For large and complex software that has to deal with concurrency (e.g. kernels) some types of mistakes involving the incorrect use of reentrancy locks can be hard to avoid. Worse, bugs involving reentrancy locks often depend on exact timing, and can be intermittent bugs that are difficult to detect and correct. These problems include things like "deadlock" (e.g. where whoever acquired the lock attempts to acquire it a second time), releasing a lock that wasn't acquired, failing to release a lock quickly enough (and causing excessive lock contention), etc.
It's easy to add an extra check in the code to release a lock, to detect if the lock was actually acquired first. For other checks extra information is needed.

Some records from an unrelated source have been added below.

//! Template rendering seam for first-load HTML.

use inertia_http::Result;
use serde_json::{Map, Value};

/// Renders a named template with a JSON context.
pub trait TemplateRenderer: Send + Sync {
	/// # Errors
	///
	/// Returns [`inertia_http::Error::Template`] when the template is missing or fails.
	fn render(&self, name: &str, context: &Map<String, Value>) -> Result<String>;
}

/// Escape HTML special characters.
///
/// # Examples
///
/// ```
/// use inertia_render::template::escape_html;
///
/// assert_eq!(escape_html(r#"{"a":"<b>"}"#), "{&quot;a&quot;:&quot;&lt;b&gt;&quot;}");
/// ```
pub fn escape_html(input: &str) -> String {
	let mut output = String::with_capacity(input.len());
	for ch in input.chars() {
		match ch {
			'&' => output.push_str("&amp;"),
			'<' => output.push_str("&lt;"),
			'>' => output.push_str("&gt;"),
			'"' => output.push_str("&quot;"),
			'\'' => output.push_str("&#x27;"),
			_ => output.push(ch),
		}
	}
	output
}

/// The element the client runtime mounts on, carrying the page JSON.
///
/// # Examples
///
/// ```
/// use inertia_render::template::root_element;
///
/// assert_eq!(
///     root_element(r#"{"component":"Home"}"#),
///     r#"<div id="app" data-page="{&quot;component&quot;:&quot;Home&quot;}"></div>"#
/// );
/// ```
pub fn root_element(page_json: &str) -> String {
	format!(r#"<div id="app" data-page="{}"></div>"#, escape_html(page_json))
}

#[cfg(feature = "templates")]
pub use tera_renderer::TeraRenderer;

#[cfg(feature = "templates")]
mod tera_renderer {
	use super::TemplateRenderer;
	use inertia_http::{Error, Result};
	use serde_json::{Map, Value};
	use tera::{Context, Tera};

	/// [`TemplateRenderer`] backed by a Tera instance
	///
	/// # Examples
	///
	/// ```
	/// use inertia_render::template::{TemplateRenderer, TeraRenderer};
	/// use serde_json::{json, Map};
	///
	/// let renderer = TeraRenderer::from_templates([
	///     ("layout.html", "<main>{{ inertia | safe }}</main>"),
	/// ]).unwrap();
	///
	/// let context: Map<_, _> = json!({"inertia": "<div id=\"app\"></div>"})
	///     .as_object()
	///     .cloned()
	///     .unwrap();
	/// let html = renderer.render("layout.html", &context).unwrap();
	/// assert_eq!(html, "<main><div id=\"app\"></div></main>");
	/// ```
	pub struct TeraRenderer {
		tera: Tera,
	}

	impl TeraRenderer {
		pub fn new(tera: Tera) -> Self {
			Self { tera }
		}

		/// Load every template matching a glob such as `templates/**/*.html`
		pub fn from_glob(pattern: &str) -> Result<Self> {
			let tera = Tera::new(pattern).map_err(|e| Error::Template(describe(&e)))?;
			Ok(Self::new(tera))
		}

		/// Register templates from `(name, source)` pairs
		pub fn from_templates<I, N, S>(templates: I) -> Result<Self>
		where
			I: IntoIterator<Item = (N, S)>,
			N: AsRef<str>,
			S: AsRef<str>,
		{
			let mut tera = Tera::default();
			tera.add_raw_templates(templates)
				.map_err(|e| Error::Template(describe(&e)))?;
			Ok(Self::new(tera))
		}
	}

	impl TemplateRenderer for TeraRenderer {
		fn render(&self, name: &str, context: &Map<String, Value>) -> Result<String> {
			let context = Context::from_serialize(context)
				.map_err(|e| Error::Template(format!("{}: {}", name, describe(&e))))?;
			self.tera
				.render(name, &context)
				.map_err(|e| Error::Template(format!("{}: {}", name, describe(&e))))
		}
	}

	/// Flatten an error and its sources into one line
	fn describe(error: &tera::Error) -> String {
		let mut message = error.to_string();
		let mut source = std::error::Error::source(error);
		while let Some(cause) = source {
			message.push_str(": ");
			message.push_str(&cause.to_string());
			source = cause.source();
		}
		message
	}
}
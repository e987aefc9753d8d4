//! Props shared with every page of a request.

use std::sync::Arc;

use async_trait::async_trait;
use inertia_core::{Props, share_all};
use inertia_http::{Handler, Middleware, Request, Response, Result};

type Sharer = Arc<dyn Fn(&Request) -> Result<Props> + Send + Sync>;

/// Shares the props computed by a closure before the handler runs
///
/// # Examples
///
/// ```
/// use inertia_core::props::{Props, callable};
/// use inertia_middleware::ShareMiddleware;
///
/// let middleware = ShareMiddleware::new(|request| {
///     let path = request.path().to_string();
///     Ok(Props::new().with("current_path", callable(move || path.clone())))
/// });
/// ```
pub struct ShareMiddleware {
	sharer: Sharer,
}

impl ShareMiddleware {
	pub fn new<F>(sharer: F) -> Self
	where
		F: Fn(&Request) -> Result<Props> + Send + Sync + 'static,
	{
		Self {
			sharer: Arc::new(sharer),
		}
	}
}

#[async_trait]
impl Middleware for ShareMiddleware {
	async fn process(&self, request: Request, next: Arc<dyn Handler>) -> Result<Response> {
		share_all(&request, (self.sharer)(&request)?);
		next.handle(request).await
	}
}
//! Page payload construction.
//!
//! [`PageBuilder`] combines shared props with the handler's props, applies the
//! inclusion rules for full loads and partial reloads, resolves what remains,
//! and computes the deferred and merge manifests.

use indexmap::IndexMap;
use inertia_http::{Request, Result, Session};
use serde_json::{Map, Value};
use tracing::debug;

use crate::config::InertiaConfig;
use crate::history::{CLEAR_HISTORY_SESSION_KEY, peek_clear_history};
use crate::page::Page;
use crate::props::{Prop, Props};
use crate::protocol::InertiaRequest;
use crate::resolve::deep_transform;
use crate::share::InertiaContext;
use crate::validation::{ERRORS_PROP, VALIDATION_ERRORS_SESSION_KEY, peek_validation_errors};

/// Builds the page for one request and component
pub struct PageBuilder<'a> {
	request: &'a Request,
	component: &'a str,
	props: &'a Props,
	shared: Props,
}

impl<'a> PageBuilder<'a> {
	/// Prepare a page for `component`, picking up props shared on `request`
	pub fn new(request: &'a Request, component: &'a str, props: &'a Props) -> Self {
		let shared = InertiaContext::existing(request)
			.map(|context| context.shared())
			.unwrap_or_default();
		Self {
			request,
			component,
			props,
			shared,
		}
	}

	/// Add shared props on top of those found on the request
	pub fn with_shared(mut self, props: Props) -> Self {
		self.shared.extend(props);
		self
	}

	fn inertia(&self) -> InertiaRequest<'a> {
		InertiaRequest::new(self.request)
	}

	/// Whether the request reloads a subset of this component's props
	pub fn is_partial_reload(&self) -> bool {
		self.inertia().is_partial_reload(self.component)
	}

	/// Resolve the props to send
	///
	/// Handler props replace shared props with the same key. On a partial
	/// reload only requested keys and merge props survive; on a full load
	/// optional and deferred props are dropped.
	pub fn build_props(&self) -> Result<Map<String, Value>> {
		let mut all = self.shared.clone();
		all.extend(self.props.clone());

		let selected: Props = if self.is_partial_reload() {
			let requested = self.inertia().partial_data();
			debug!(
				component = self.component,
				requested = ?requested,
				"Building props for partial reload"
			);
			all.into_iter()
				.filter(|(key, prop)| {
					requested.contains(&key.as_str()) || matches!(prop, Prop::Merge(_))
				})
				.collect()
		} else {
			all.into_iter()
				.filter(|(_, prop)| !prop.ignore_on_first_load())
				.collect()
		};

		deep_transform(&selected)
	}

	/// Deferred prop names by group, for full loads only
	///
	/// Returns `None` on partial reloads and when nothing is deferred.
	pub fn build_deferred_props(&self) -> Option<IndexMap<String, Vec<String>>> {
		if self.is_partial_reload() {
			return None;
		}

		let mut groups: IndexMap<String, Vec<String>> = IndexMap::new();
		for (key, prop) in self.props.iter() {
			if let Some(group) = prop.deferred_group() {
				groups
					.entry(group.to_string())
					.or_default()
					.push(key.to_string());
			}
		}

		(!groups.is_empty()).then_some(groups)
	}

	/// Names of props the client should merge, minus any it asked to reset
	pub fn build_merge_props(&self) -> Option<Vec<String>> {
		let reset = self.inertia().reset_keys();
		let keys: Vec<String> = self
			.props
			.iter()
			.filter(|(key, prop)| {
				prop.is_mergeable() && prop.should_merge() && !reset.contains(key)
			})
			.map(|(key, _)| key.to_string())
			.collect();

		(!keys.is_empty()).then_some(keys)
	}

	/// Assemble the full page descriptor
	///
	/// Consumes the pending `clearHistory` flag and any stashed validation
	/// errors from the session once the page is built; stashed errors become
	/// the shared `errors` prop. When building fails both stay in the session.
	pub fn build_page(self, config: &InertiaConfig) -> Result<Page> {
		let request = self.request;
		let page = self.assemble(config)?;

		if let Some(session) = Session::from_request(request) {
			session.pop(VALIDATION_ERRORS_SESSION_KEY);
			session.pop(CLEAR_HISTORY_SESSION_KEY);
		}
		Ok(page)
	}

	fn assemble(self, config: &InertiaConfig) -> Result<Page> {
		let clear_history = peek_clear_history(self.request)?;
		let builder = match peek_validation_errors(self.request)? {
			Some(errors) => self.with_shared(Props::new().with(ERRORS_PROP, Value::Object(errors))),
			None => self,
		};

		let encrypt_history = InertiaContext::existing(builder.request)
			.and_then(|context| context.encrypt_history())
			.unwrap_or(config.encrypt_history);

		Ok(Page {
			component: builder.component.to_string(),
			props: builder.build_props()?,
			url: builder.request.get_full_path(),
			version: config.version.clone(),
			encrypt_history,
			clear_history,
			deferred_props: builder.build_deferred_props(),
			merge_props: builder.build_merge_props(),
		})
	}
}
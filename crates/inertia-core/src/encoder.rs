//! JSON encoding of domain records for props.
//!
//! Records are serialized through serde, then reduced to their declared field
//! allowlist, or stripped of sensitive fields when no allowlist is declared.

use inertia_http::{Error, Result};
use serde::Serialize;
use serde_json::{Map, Value};

/// A record that can be sent to the client as a prop.
///
/// # Examples
///
/// ```
/// use inertia_core::encoder::{model_to_value, InertiaModel};
/// use serde::Serialize;
/// use serde_json::json;
///
/// #[derive(Serialize)]
/// struct Sport { id: u32, name: String, season: String }
///
/// impl InertiaModel for Sport {
///     fn inertia_fields() -> Option<&'static [&'static str]> {
///         Some(&["id", "name"])
///     }
/// }
///
/// let sport = Sport { id: 3, name: "Hockey".into(), season: "Winter".into() };
/// assert_eq!(model_to_value(&sport).unwrap(), json!({"id": 3, "name": "Hockey"}));
/// ```
pub trait InertiaModel: Serialize {
	/// Fields to send, in order. `None` sends every field except [`InertiaModel::excluded_fields`].
	fn inertia_fields() -> Option<&'static [&'static str]> {
		None
	}

	/// Fields never sent when no allowlist is declared.
	fn excluded_fields() -> &'static [&'static str] {
		&["password"]
	}
}

/// Encode one record.
///
/// # Errors
///
/// Returns [`Error::Serialization`] when the record does not serialize to a JSON object.
pub fn model_to_value<M: InertiaModel>(model: &M) -> Result<Value> {
	let Value::Object(mut fields) = serde_json::to_value(model)? else {
		return Err(Error::Serialization(
			"InertiaModel must serialize to a JSON object".to_string(),
		));
	};

	let encoded = match M::inertia_fields() {
		Some(allowed) => allowed
			.iter()
			.map(|name| {
				let value = fields.remove(*name).unwrap_or(Value::Null);
				(name.to_string(), value)
			})
			.collect::<Map<String, Value>>(),
		None => {
			for name in M::excluded_fields() {
				fields.shift_remove(*name);
			}
			fields
		}
	};

	Ok(Value::Object(encoded))
}

/// Encode every record of a collection, in iteration order.
pub fn models_to_value<'a, M, I>(models: I) -> Result<Value>
where
	M: InertiaModel + 'a,
	I: IntoIterator<Item = &'a M>,
{
	models
		.into_iter()
		.map(model_to_value)
		.collect::<Result<Vec<_>>>()
		.map(Value::Array)
}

A spinlock itself only really needs a single bit, but typically in practice a full dword or an entire cache line is used instead. The extra space can be used to store additional information to help detect mistakes. For a simple example, if a dword is used then one bit can be the lock itself, and the remaining 31 bits could be used to store something to identify who has acquired the lock (e.g. a CPU number or thread ID). That way, the code to acquire a lock could be modified to check if the same CPU or same thread is trying to acquire a lock a second time (and detect some types of deadlock), and the code to release a lock could be modified to detect if the lock is being released by the same CPU or thread that acquired it.
In a similar way, a second dword could be used as a counter to keep track of how many attempts to acquire the lock have failed (e.g. due to lock contention), and these counters can be used for finding performance bottlenecks and scalability problems. A reentrancy lock could also be "fully instrumented" to track other information, like the number of times it has been acquired and the total number of cycles it has been acquired for (to determine the average number of cycles the lock remains acquired).
Of course it's possible to use conditional compilation to enable/disable these extra checks. For example you might have a "production" version of your kernel with none of these extra checks enabled (for better performance); and a "testing" version of your kernel with all of these checks enabled.